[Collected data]
☆ ☆ ☆ ☆ ☆ ☆ ☆
//! Integration tests running pipes against an in-memory page.
//!
//! The page mimics a DOM whose `#second` element only appears after a delay,
//! so chained pipes have to wait for each step to settle.

#![cfg(feature = "async")]

use pipewater::prelude::*;
use pipewater::{assert_timed_out, assert_yields};
use serde::{Serialize, Serializer};
use serde_json::json;
use std::sync::{Arc, Mutex};
use std::time::Duration;

// ============================================================================
// Fixture page
// ============================================================================

#[derive(Debug, Clone)]
struct Node {
    id: String,
    parent: Option<String>,
    text: String,
}

#[derive(Debug, Clone, Default)]
struct Page {
    nodes: Arc<Mutex<Vec<Node>>>,
}

impl Page {
    fn fixture() -> Self {
        let page = Page::default();
        page.append("body", None, "");
        page.append("first", Some("body"), "");
        page
    }

    fn append(&self, id: &str, parent: Option<&str>, text: &str) {
        self.nodes.lock().unwrap().push(Node {
            id: id.to_string(),
            parent: parent.map(str::to_string),
            text: text.to_string(),
        });
    }

    fn append_later(&self, id: &'static str, parent: &'static str, text: &'static str, after: Duration) {
        let page = self.clone();
        tokio::spawn(async move {
            tokio::time::sleep(after).await;
            page.append(id, Some(parent), text);
        });
    }

    fn body(&self) -> Query {
        Query {
            page: self.clone(),
            ids: vec!["body".to_string()],
        }
    }

    fn is_descendant(nodes: &[Node], id: &str, ancestor: &str) -> bool {
        let mut current = nodes.iter().find(|n| n.id == id);
        while let Some(node) = current {
            match &node.parent {
                Some(parent) if parent == ancestor => return true,
                Some(parent) => current = nodes.iter().find(|n| &n.id == parent),
                None => return false,
            }
        }
        false
    }
}

/// A set of matched elements. Serializes as the list of matched ids.
#[derive(Debug, Clone)]
struct Query {
    page: Page,
    ids: Vec<String>,
}

impl Serialize for Query {
    fn serialize<S: Serializer>(&self, serializer: S) -> Result<S::Ok, S::Error> {
        self.ids.serialize(serializer)
    }
}

impl Query {
    fn find(&self, selector: &str) -> Result<Query, String> {
        let id = selector.trim_start_matches('#');
        let nodes = self.page.nodes.lock().unwrap();
        let ids: Vec<String> = nodes
            .iter()
            .filter(|n| n.id == id)
            .filter(|n| self.ids.iter().any(|a| Page::is_descendant(&nodes, &n.id, a)))
            .map(|n| n.id.clone())
            .collect();
        if ids.is_empty() {
            Err(format!(
                "Expected to find element: {}, but never found it.",
                selector
            ))
        } else {
            Ok(Query {
                page: self.page.clone(),
                ids,
            })
        }
    }

    fn text(&self) -> String {
        let nodes = self.page.nodes.lock().unwrap();
        nodes
            .iter()
            .filter(|n| self.ids.contains(&n.id))
            .map(|n| n.text.as_str())
            .collect()
    }
}

fn page_host() -> TokioHost {
    TokioHost::default().with_element_probe(|v| v.downcast_ref::<Query>().map(|q| q.ids.len()))
}

fn get_first(q: &Query) -> Result<Query, String> {
    q.find("#first")
}

fn get_second(q: &Query) -> Result<Query, String> {
    q.find("#second")
}

fn get_text(q: &Query) -> Result<String, String> {
    Ok(q.text())
}

// ============================================================================
// Chained steps
// ============================================================================

#[tokio::test]
async fn each_step_waits_and_chain_resolves() {
    let page = Page::fixture();
    page.append_later("second", "first", "foobar", Duration::from_millis(100));
    let host = page_host();

    let text = Chain::wrap(&host, page.body())
        .pipe(get_first)
        .await
        .unwrap()
        .pipe(get_second)
        .await
        .unwrap()
        .pipe(get_text)
        .should(equal("foobar"))
        .await
        .map(Chain::into_subject);

    assert_yields!(text, "foobar");

    let messages: Vec<_> = host
        .logs()
        .named("pipe")
        .iter()
        .map(|r| r.message().to_string())
        .collect();
    assert_eq!(messages, vec!["get_first", "get_second", "get_text"]);
    assert!(host.logs().records().iter().all(|r| r.end_count == 1));
}

#[tokio::test]
async fn log_element_follows_subject_then_value() {
    let page = Page::fixture();
    let host = page_host();

    let first = Chain::wrap(&host, page.body())
        .pipe(get_first)
        .await
        .unwrap();
    assert_eq!(first.subject().ids, vec!["first"]);

    let record = host.logs().last().unwrap();
    // opened on the body, then moved to the yielded element
    assert_eq!(record.changes, 3);
    assert_eq!(record.element, Some(json!(["first"])));
    assert_eq!(record.snapshots.len(), 1);
    assert_eq!(record.snapshots[0].element, Some(json!(["first"])));

    let props = record.resolve_console_props().unwrap();
    assert_eq!(props["Elements"], 1);
    assert_eq!(props["Yielded"], json!(["first"]));
    assert_eq!(props["Subject"], json!(["body"]));
}

#[tokio::test]
async fn missing_element_names_selector() {
    let page = Page::fixture();
    let host = page_host();

    let result = Chain::wrap(&host, page.body())
        .pipe(|q: &Query| q.find("#wontfind"))
        .with_timeout(Duration::from_millis(50))
        .await
        .map(Chain::into_subject);

    assert_timed_out!(result, "#wontfind");
}

#[tokio::test]
async fn missing_element_names_selector_after_traversals() {
    let page = Page::fixture();
    let host = page_host();

    let result = Chain::wrap(&host, page.body())
        .pipe(|q: &Query| q.find("#first")?.find("#wontfind"))
        .with_timeout(Duration::from_millis(50))
        .await
        .map(Chain::into_subject);

    assert_timed_out!(result, "#wontfind");
    assert_eq!(host.logs().last().unwrap().end_count, 1);
}

// ============================================================================
// Host work
// ============================================================================

#[tokio::test]
async fn pending_lookup_takes_before_and_after_snapshots() {
    let page = Page::fixture();
    page.append_later("second", "first", "foobar", Duration::from_millis(60));
    let host = page_host();

    let find_second = |q: &Query| {
        let q = q.clone();
        Outcome::pending(async move { q.find("#first")?.find("#second") })
    };

    let second = Chain::wrap(&host, page.body())
        .pipe(find_second)
        .await
        .unwrap();
    assert_eq!(second.subject().ids, vec!["second"]);

    let record = host.logs().last().unwrap();
    let names: Vec<_> = record
        .snapshots
        .iter()
        .map(|s| s.name.clone())
        .collect();
    assert_eq!(names, vec![Some("before".to_string()), Some("after".to_string())]);
    assert_eq!(record.snapshots[0].next.as_deref(), Some("after"));
    assert_eq!(record.snapshots[0].element, Some(json!(["body"])));
    assert_eq!(record.snapshots[1].element, Some(json!(["second"])));
    assert_eq!(record.end_count, 1);
}

#[tokio::test]
async fn wrapped_value_pipes_through_pending_work() {
    let host = TokioHost::default();

    let bar = Chain::wrap(&host, json!({ "foo": "bar" }))
        .pipe(|s: &serde_json::Value| {
            let foo = s["foo"].clone();
            Outcome::pending(async move { Ok::<_, String>(foo) })
        })
        .should(equal(json!("bar")))
        .await
        .map(Chain::into_subject);

    assert_yields!(bar, json!("bar"));
}

// ============================================================================
// Configuration
// ============================================================================

#[tokio::test]
async fn host_default_timeout_applies_without_option() {
    let config = HostConfig::from_json(r#"{ "default_command_timeout_ms": 60 }"#).unwrap();
    let host = TokioHost::new(config);

    let err = Chain::wrap(&host, 1)
        .pipe(|_: &i32| Err::<i32, _>("never ready"))
        .await
        .unwrap_err();

    assert_eq!(err.timeout, Duration::from_millis(60));
    assert_eq!(err.to_string(), "Timed out retrying after 60ms: never ready");
}

#[tokio::test]
async fn flaky_transform_takes_one_round_per_failure() {
    let host = TokioHost::default();
    let flaky = pipewater::testing::Flaky::new(3, "ok".to_string());

    let value = pipe(&host, (), flaky.clone(), PipeOptions::default(), None).await;

    assert_yields!(value, "ok");
    assert_eq!(flaky.calls(), 4);
    assert_eq!(host.logs().last().unwrap().message(), "flaky");
}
☆ ☆ ☆ ☆ ☆ ☆ ☆
Repeat the records above with every character intact.

● OUTPUT FOR THIS EXERCISE:
//! Integration tests running pipes against an in-memory page.
//!
//! The page mimics a DOM whose `#second` element only appears after a delay,
//! so chained pipes have to wait for each step to settle.

#![cfg(feature = "async")]

use pipewater::prelude::*;
use pipewater::{assert_timed_out, assert_yields};
use serde::{Serialize, Serializer};
use serde_json::json;
use std::sync::{Arc, Mutex};
use std::time::Duration;

// ============================================================================
// Fixture page
// ============================================================================

#[derive(Debug, Clone)]
struct Node {
    id: String,
    parent: Option<String>,
    text: String,
}

#[derive(Debug, Clone, Default)]
struct Page {
    nodes: Arc<Mutex<Vec<Node>>>,
}

impl Page {
    fn fixture() -> Self {
        let page = Page::default();
        page.append("body", None, "");
        page.append("first", Some("body"), "");
        page
    }

    fn append(&self, id: &str, parent: Option<&str>, text: &str) {
        self.nodes.lock().unwrap().push(Node {
            id: id.to_string(),
            parent: parent.map(str::to_string),
            text: text.to_string(),
        });
    }

    fn append_later(&self, id: &'static str, parent: &'static str, text: &'static str, after: Duration) {
        let page = self.clone();
        tokio::spawn(async move {
            tokio::time::sleep(after).await;
            page.append(id, Some(parent), text);
        });
    }

    fn body(&self) -> Query {
        Query {
            page: self.clone(),
            ids: vec!["body".to_string()],
        }
    }

    fn is_descendant(nodes: &[Node], id: &str, ancestor: &str) -> bool {
        let mut current = nodes.iter().find(|n| n.id == id);
        while let Some(node) = current {
            match &node.parent {
                Some(parent) if parent == ancestor => return true,
                Some(parent) => current = nodes.iter().find(|n| &n.id == parent),
                None => return false,
            }
        }
        false
    }
}

/// A set of matched elements. Serializes as the list of matched ids.
#[derive(Debug, Clone)]
struct Query {
    page: Page,
    ids: Vec<String>,
}

impl Serialize for Query {
    fn serialize<S: Serializer>(&self, serializer: S) -> Result<S::Ok, S::Error> {
        self.ids.serialize(serializer)
    }
}

impl Query {
    fn find(&self, selector: &str) -> Result<Query, String> {
        let id = selector.trim_start_matches('#');
        let nodes = self.page.nodes.lock().unwrap();
        let ids: Vec<String> = nodes
            .iter()
            .filter(|n| n.id == id)
            .filter(|n| self.ids.iter().any(|a| Page::is_descendant(&nodes, &n.id, a)))
            .map(|n| n.id.clone())
            .collect();
        if ids.is_empty() {
            Err(format!(
                "Expected to find element: {}, but never found it.",
                selector
            ))
        } else {
            Ok(Query {
                page: self.page.clone(),
                ids,
            })
        }
    }

    fn text(&self) -> String {
        let nodes = self.page.nodes.lock().unwrap();
        nodes
            .iter()
            .filter(|n| self.ids.contains(&n.id))
            .map(|n| n.text.as_str())
            .collect()
    }
}

fn page_host() -> TokioHost {
    TokioHost::default().with_element_probe(|v| v.downcast_ref::<Query>().map(|q| q.ids.len()))
}

fn get_first(q: &Query) -> Result<Query, String> {
    q.find("#first")
}

fn get_second(q: &Query) -> Result<Query, String> {
    q.find("#second")
}

fn get_text(q: &Query) -> Result<String, String> {
    Ok(q.text())
}

// ============================================================================
// Chained steps
// ============================================================================

#[tokio::test]
async fn each_step_waits_and_chain_resolves() {
    let page = Page::fixture();
    page.append_later("second", "first", "foobar", Duration::from_millis(100));
    let host = page_host();

    let text = Chain::wrap(&host, page.body())
        .pipe(get_first)
        .await
        .unwrap()
        .pipe(get_second)
        .await
        .unwrap()
        .pipe(get_text)
        .should(equal("foobar"))
        .await
        .map(Chain::into_subject);

    assert_yields!(text, "foobar");

    let messages: Vec<_> = host
        .logs()
        .named("pipe")
        .iter()
        .map(|r| r.message().to_string())
        .collect();
    assert_eq!(messages, vec!["get_first", "get_second", "get_text"]);
    assert!(host.logs().records().iter().all(|r| r.end_count == 1));
}

#[tokio::test]
async fn log_element_follows_subject_then_value() {
    let page = Page::fixture();
    let host = page_host();

    let first = Chain::wrap(&host, page.body())
        .pipe(get_first)
        .await
        .unwrap();
    assert_eq!(first.subject().ids, vec!["first"]);

    let record = host.logs().last().unwrap();
    // opened on the body, then moved to the yielded element
    assert_eq!(record.changes, 3);
    assert_eq!(record.element, Some(json!(["first"])));
    assert_eq!(record.snapshots.len(), 1);
    assert_eq!(record.snapshots[0].element, Some(json!(["first"])));

    let props = record.resolve_console_props().unwrap();
    assert_eq!(props["Elements"], 1);
    assert_eq!(props["Yielded"], json!(["first"]));
    assert_eq!(props["Subject"], json!(["body"]));
}

#[tokio::test]
async fn missing_element_names_selector() {
    let page = Page::fixture();
    let host = page_host();

    let result = Chain::wrap(&host, page.body())
        .pipe(|q: &Query| q.find("#wontfind"))
        .with_timeout(Duration::from_millis(50))
        .await
        .map(Chain::into_subject);

    assert_timed_out!(result, "#wontfind");
}

#[tokio::test]
async fn missing_element_names_selector_after_traversals() {
    let page = Page::fixture();
    let host = page_host();

    let result = Chain::wrap(&host, page.body())
        .pipe(|q: &Query| q.find("#first")?.find("#wontfind"))
        .with_timeout(Duration::from_millis(50))
        .await
        .map(Chain::into_subject);

    assert_timed_out!(result, "#wontfind");
    assert_eq!(host.logs().last().unwrap().end_count, 1);
}

// ============================================================================
// Host work
// ============================================================================

#[tokio::test]
async fn pending_lookup_takes_before_and_after_snapshots() {
    let page = Page::fixture();
    page.append_later("second", "first", "foobar", Duration::from_millis(60));
    let host = page_host();

    let find_second = |q: &Query| {
        let q = q.clone();
        Outcome::pending(async move { q.find("#first")?.find("#second") })
    };

    let second = Chain::wrap(&host, page.body())
        .pipe(find_second)
        .await
        .unwrap();
    assert_eq!(second.subject().ids, vec!["second"]);

    let record = host.logs().last().unwrap();
    let names: Vec<_> = record
        .snapshots
        .iter()
        .map(|s| s.name.clone())
        .collect();
    assert_eq!(names, vec![Some("before".to_string()), Some("after".to_string())]);
    assert_eq!(record.snapshots[0].next.as_deref(), Some("after"));
    assert_eq!(record.snapshots[0].element, Some(json!(["body"])));
    assert_eq!(record.snapshots[1].element, Some(json!(["second"])));
    assert_eq!(record.end_count, 1);
}

#[tokio::test]
async fn wrapped_value_pipes_through_pending_work() {
    let host = TokioHost::default();

    let bar = Chain::wrap(&host, json!({ "foo": "bar" }))
        .pipe(|s: &serde_json::Value| {
            let foo = s["foo"].clone();
            Outcome::pending(async move { Ok::<_, String>(foo) })
        })
        .should(equal(json!("bar")))
        .await
        .map(Chain::into_subject);

    assert_yields!(bar, json!("bar"));
}

// ============================================================================
// Configuration
// ============================================================================

#[tokio::test]
async fn host_default_timeout_applies_without_option() {
    let config = HostConfig::from_json(r#"{ "default_command_timeout_ms": 60 }"#).unwrap();
    let host = TokioHost::new(config);

    let err = Chain::wrap(&host, 1)
        .pipe(|_: &i32| Err::<i32, _>("never ready"))
        .await
        .unwrap_err();

    assert_eq!(err.timeout, Duration::from_millis(60));
    assert_eq!(err.to_string(), "Timed out retrying after 60ms: never ready");
}

#[tokio::test]
async fn flaky_transform_takes_one_round_per_failure() {
    let host = TokioHost::default();
    let flaky = pipewater::testing::Flaky::new(3, "ok".to_string());

    let value = pipe(&host, (), flaky.clone(), PipeOptions::default(), None).await;

    assert_yields!(value, "ok");
    assert_eq!(flaky.calls(), 4);
    assert_eq!(host.logs().last().unwrap().message(), "flaky");
}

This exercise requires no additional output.